Anton and I have just brought CTD cast number 45 to light. While we are once again shaking freshly tapped bottles with great enthusiasm, I think I can make out question marks in Jamileh’s expression as she smiles good morning to us. That’s what everyone here seems to be thinking: 45 CTD casts already? And many of them in the same place? Why all this? We should know the water once we’ve “measured” it, right? Well, somehow we do.

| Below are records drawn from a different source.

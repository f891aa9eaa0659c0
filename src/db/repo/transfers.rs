//! Ledger row, balance change and per-fund commit operations.

use crate::domain::{
    Address, AnomalyRecord, BalanceChange, ClassReason, CounterpartyType, Decimal, Direction,
    LedgerRow, MappingMethod, StoredTransfer, TransferKey,
};
use sqlx::sqlite::SqliteRow;
use sqlx::Row;
use std::collections::HashSet;
use std::str::FromStr;
use tracing::warn;

use super::{format_timestamp, insert_sync_log_conn, parse_timestamp, upsert_cursor, Repository, SyncLogEntry};

/// Everything one fund account's sync pass writes, committed atomically.
#[derive(Debug, Clone, Default)]
pub struct FundBatch {
    pub fund_key: String,
    pub rows: Vec<LedgerRow>,
    pub anomalies: Vec<AnomalyRecord>,
    pub balance_changes: Vec<BalanceChange>,
    pub memo_hashes: Vec<String>,
    /// New cursor position; `None` leaves the stored cursor untouched.
    pub cursor: Option<String>,
    pub log: Option<SyncLogEntry>,
}

#[derive(Debug, Clone, Copy, Default, PartialEq, Eq)]
pub struct CommitOutcome {
    pub rows_inserted: usize,
    pub anomalies_inserted: usize,
    pub balance_changes_inserted: usize,
    pub memos_queued: usize,
}

#[derive(Debug, Clone, PartialEq, Eq)]
pub struct ClassUpdate {
    pub id: i64,
    pub class: String,
    pub class_reason: ClassReason,
}

#[derive(Debug, Clone, PartialEq, Eq)]
pub struct ProjectUpdate {
    pub id: i64,
    pub project_id: String,
    pub mapping_method: MappingMethod,
}

const INSERT_TRANSFER: &str = r#"
    INSERT INTO transfers (
        section, created_at, from_address, from_label, to_address, to_label,
        asset_code, asset_issuer, asset_key, amount, memo, tx_hash, fund_key,
        op_id, counterparty_type, project_id, mapping_method, class, class_reason,
        class_override, project_override, tags, inserted_at
    ) VALUES (?, ?, ?, ?, ?, ?, ?, ?, ?, ?, ?, ?, ?, ?, ?, ?, ?, ?, ?, ?, ?, ?, ?)
    ON CONFLICT(tx_hash, op_id) DO NOTHING
"#;

impl Repository {
    /// All stored `(tx_hash, op_id)` keys.
    pub async fn existing_transfer_keys(&self) -> Result<HashSet<TransferKey>, sqlx::Error> {
        let rows = sqlx::query("SELECT tx_hash, op_id FROM transfers")
            .fetch_all(&self.pool)
            .await?;
        Ok(rows
            .iter()
            .map(|r| TransferKey::new(r.get::<String, _>("tx_hash"), r.get::<String, _>("op_id")))
            .collect())
    }

    /// Write one fund's rows, anomalies, balance changes, memo queue entries,
    /// cursor and log entry in a single transaction.
    pub async fn commit_fund_batch(&self, batch: &FundBatch) -> Result<CommitOutcome, sqlx::Error> {
        let inserted_at = format_timestamp(&chrono::Utc::now());
        let queued_at = chrono::Utc::now().timestamp();
        let mut outcome = CommitOutcome::default();
        let mut tx = self.pool.begin().await?;

        for row in &batch.rows {
            let result = sqlx::query(INSERT_TRANSFER)
                .bind(row.direction.as_str())
                .bind(format_timestamp(&row.created_at))
                .bind(row.from.as_str())
                .bind(&row.from_label)
                .bind(row.to.as_str())
                .bind(&row.to_label)
                .bind(&row.asset_code)
                .bind(row.asset_issuer.as_str())
                .bind(&row.asset_key)
                .bind(row.amount.to_canonical_string())
                .bind(&row.memo)
                .bind(&row.tx_hash)
                .bind(&row.fund_key)
                .bind(&row.op_id)
                .bind(row.counterparty_type.as_str())
                .bind(&row.project_id)
                .bind(row.mapping_method.map(|m| m.as_str()))
                .bind(&row.class)
                .bind(row.class_reason.map(|r| r.as_str()))
                .bind(row.class_override.as_deref())
                .bind(row.project_override.as_deref())
                .bind(&row.tags)
                .bind(&inserted_at)
                .execute(&mut *tx)
                .await?;
            if result.rows_affected() > 0 {
                outcome.rows_inserted += 1;
            }
        }

        for record in &batch.anomalies {
            if super::anomalies::insert_anomaly_conn(&mut tx, record).await? {
                outcome.anomalies_inserted += 1;
            }
        }

        for change in &batch.balance_changes {
            let result = sqlx::query(
                r#"
                INSERT INTO balance_changes (fund_account, asset_key, change_amount, tx_hash, op_id, created_at)
                VALUES (?, ?, ?, ?, ?, ?)
                ON CONFLICT(fund_account, tx_hash, op_id) DO NOTHING
                "#,
            )
            .bind(change.fund_account.as_str())
            .bind(&change.asset_key)
            .bind(change.change_amount.to_canonical_string())
            .bind(&change.tx_hash)
            .bind(&change.op_id)
            .bind(format_timestamp(&change.created_at))
            .execute(&mut *tx)
            .await?;
            if result.rows_affected() > 0 {
                outcome.balance_changes_inserted += 1;
            }
        }

        for hash in &batch.memo_hashes {
            if super::memos::enqueue_memo_conn(&mut tx, hash, queued_at).await? {
                outcome.memos_queued += 1;
            }
        }

        if let Some(cursor) = batch.cursor.as_deref() {
            upsert_cursor(&mut tx, &batch.fund_key, cursor).await?;
        }
        if let Some(entry) = &batch.log {
            insert_sync_log_conn(&mut tx, entry).await?;
        }

        tx.commit().await?;
        Ok(outcome)
    }

    /// Every stored row in insertion order.
    pub async fn load_transfers(&self) -> Result<Vec<StoredTransfer>, sqlx::Error> {
        let rows = sqlx::query(
            r#"
            SELECT id, section, created_at, from_address, from_label, to_address, to_label,
                   asset_code, asset_issuer, asset_key, amount, memo, tx_hash, fund_key,
                   op_id, counterparty_type, project_id, mapping_method, class, class_reason,
                   class_override, project_override, tags
            FROM transfers
            ORDER BY id ASC
            "#,
        )
        .fetch_all(&self.pool)
        .await?;

        Ok(rows.iter().map(stored_transfer_from_row).collect())
    }

    /// Apply class changes in one transaction. Rows with a class override are never touched.
    pub async fn apply_class_updates(&self, updates: &[ClassUpdate]) -> Result<usize, sqlx::Error> {
        if updates.is_empty() {
            return Ok(0);
        }

        let mut updated = 0usize;
        let mut tx = self.pool.begin().await?;
        for update in updates {
            let result = sqlx::query(
                r#"
                UPDATE transfers SET class = ?, class_reason = ?
                WHERE id = ? AND (class_override IS NULL OR TRIM(class_override) = '')
                "#,
            )
            .bind(&update.class)
            .bind(update.class_reason.as_str())
            .bind(update.id)
            .execute(&mut *tx)
            .await?;
            if result.rows_affected() > 0 {
                updated += 1;
            }
        }
        tx.commit().await?;
        Ok(updated)
    }

    /// Apply project changes and record new anomalies in one transaction.
    ///
    /// Returns `(rows_updated, anomalies_inserted)`.
    pub async fn apply_project_updates(
        &self,
        updates: &[ProjectUpdate],
        anomalies: &[AnomalyRecord],
    ) -> Result<(usize, usize), sqlx::Error> {
        let mut updated = 0usize;
        let mut inserted = 0usize;
        let mut tx = self.pool.begin().await?;

        for update in updates {
            let result = sqlx::query(
                r#"
                UPDATE transfers SET project_id = ?, mapping_method = ?
                WHERE id = ? AND (project_override IS NULL OR TRIM(project_override) = '')
                "#,
            )
            .bind(&update.project_id)
            .bind(update.mapping_method.as_str())
            .bind(update.id)
            .execute(&mut *tx)
            .await?;
            if result.rows_affected() > 0 {
                updated += 1;
            }
        }

        for record in anomalies {
            if super::anomalies::insert_anomaly_conn(&mut tx, record).await? {
                inserted += 1;
            }
        }

        tx.commit().await?;
        Ok((updated, inserted))
    }

    /// Manually pin a row's class. Later reclassification leaves it alone.
    pub async fn set_class_override(
        &self,
        key: &TransferKey,
        class_override: Option<&str>,
    ) -> Result<bool, sqlx::Error> {
        let result =
            sqlx::query("UPDATE transfers SET class_override = ? WHERE tx_hash = ? AND op_id = ?")
                .bind(class_override)
                .bind(&key.tx_hash)
                .bind(&key.op_id)
                .execute(&self.pool)
                .await?;
        Ok(result.rows_affected() > 0)
    }

    /// Manually pin a row's project. Later remapping leaves it alone.
    pub async fn set_project_override(
        &self,
        key: &TransferKey,
        project_override: Option<&str>,
    ) -> Result<bool, sqlx::Error> {
        let result = sqlx::query(
            "UPDATE transfers SET project_override = ? WHERE tx_hash = ? AND op_id = ?",
        )
        .bind(project_override)
        .bind(&key.tx_hash)
        .bind(&key.op_id)
        .execute(&self.pool)
        .await?;
        Ok(result.rows_affected() > 0)
    }

    /// Fill in memos on rows whose memo is still empty. Returns rows updated.
    pub async fn fill_missing_memos(&self, memos: &[(String, String)]) -> Result<u64, sqlx::Error> {
        if memos.is_empty() {
            return Ok(0);
        }

        let mut updated = 0u64;
        let mut tx = self.pool.begin().await?;
        for (tx_hash, memo) in memos {
            if memo.is_empty() {
                continue;
            }
            let result = sqlx::query("UPDATE transfers SET memo = ? WHERE tx_hash = ? AND memo = ''")
                .bind(memo)
                .bind(tx_hash)
                .execute(&mut *tx)
                .await?;
            updated += result.rows_affected();
        }
        tx.commit().await?;
        Ok(updated)
    }

    /// Balance changes for one fund account in insertion order.
    pub async fn query_balance_changes(
        &self,
        fund_account: &Address,
    ) -> Result<Vec<BalanceChange>, sqlx::Error> {
        let rows = sqlx::query(
            r#"
            SELECT fund_account, asset_key, change_amount, tx_hash, op_id, created_at
            FROM balance_changes
            WHERE fund_account = ?
            ORDER BY id ASC
            "#,
        )
        .bind(fund_account.as_str())
        .fetch_all(&self.pool)
        .await?;

        Ok(rows
            .iter()
            .map(|row| {
                let amount_str: String = row.get("change_amount");
                let created_at: String = row.get("created_at");
                BalanceChange {
                    fund_account: Address::new(row.get::<String, _>("fund_account")),
                    asset_key: row.get("asset_key"),
                    change_amount: parse_amount(&amount_str),
                    tx_hash: row.get("tx_hash"),
                    op_id: row.get("op_id"),
                    created_at: parse_timestamp(&created_at),
                }
            })
            .collect())
    }
}

fn parse_amount(raw: &str) -> Decimal {
    Decimal::from_str(raw).unwrap_or_else(|e| {
        warn!(amount = %raw, error = %e, "Failed to parse stored amount, using default");
        Decimal::default()
    })
}

fn stored_transfer_from_row(row: &SqliteRow) -> StoredTransfer {
    let created_at: String = row.get("created_at");
    let amount: String = row.get("amount");
    let section: String = row.get("section");
    let counterparty_type: String = row.get("counterparty_type");
    let mapping_method: Option<String> = row.get("mapping_method");
    let class_reason: Option<String> = row.get("class_reason");

    StoredTransfer {
        id: row.get("id"),
        row: LedgerRow {
            direction: Direction::parse(&section),
            created_at: parse_timestamp(&created_at),
            from: Address::new(row.get::<String, _>("from_address")),
            from_label: row.get("from_label"),
            to: Address::new(row.get::<String, _>("to_address")),
            to_label: row.get("to_label"),
            asset_code: row.get("asset_code"),
            asset_issuer: Address::new(row.get::<String, _>("asset_issuer")),
            asset_key: row.get("asset_key"),
            amount: parse_amount(&amount),
            memo: row.get("memo"),
            tx_hash: row.get("tx_hash"),
            fund_key: row.get("fund_key"),
            op_id: row.get("op_id"),
            counterparty_type: CounterpartyType::parse(&counterparty_type),
            project_id: row.get("project_id"),
            mapping_method: mapping_method.as_deref().and_then(MappingMethod::parse),
            class: row.get("class"),
            class_reason: class_reason.as_deref().and_then(ClassReason::parse),
            class_override: row.get("class_override"),
            project_override: row.get("project_override"),
            tags: row.get("tags"),
        },
    }
}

“Our” CTD, which biologists prefer to call a “water sampler”, is moved out of the side of the hangar, lowered and in the basic version measures Conductivity (salinity), Temperature and pressure (Depth) quasi continuously (at 24 Hz), ideally down to the seafloor. In addition, oxygen and fluorescence are measured, which makes it possible to estimate biological productivity (see previous blog entries by Nicole and Manfred). As an addition, water samples can be taken at various depths using the 24 Niskin bottles (Manfred is by far our best customer in this respect). For oceanographers, however, the continuous measurements of temperature and salinity are of crucial importance, as they allow us to see how stable the water is stratified, for example, or to deduce the origin of the water masses and geostrophic currents. This is important information that forms the framework conditions that strongly influence the local ecosystem. In order to achieve maximum precision in the physical measurements, I take water samples myself “only” to calibrate the oxygen and salinity sensors later, but not to analyze the suspicious living beings in it.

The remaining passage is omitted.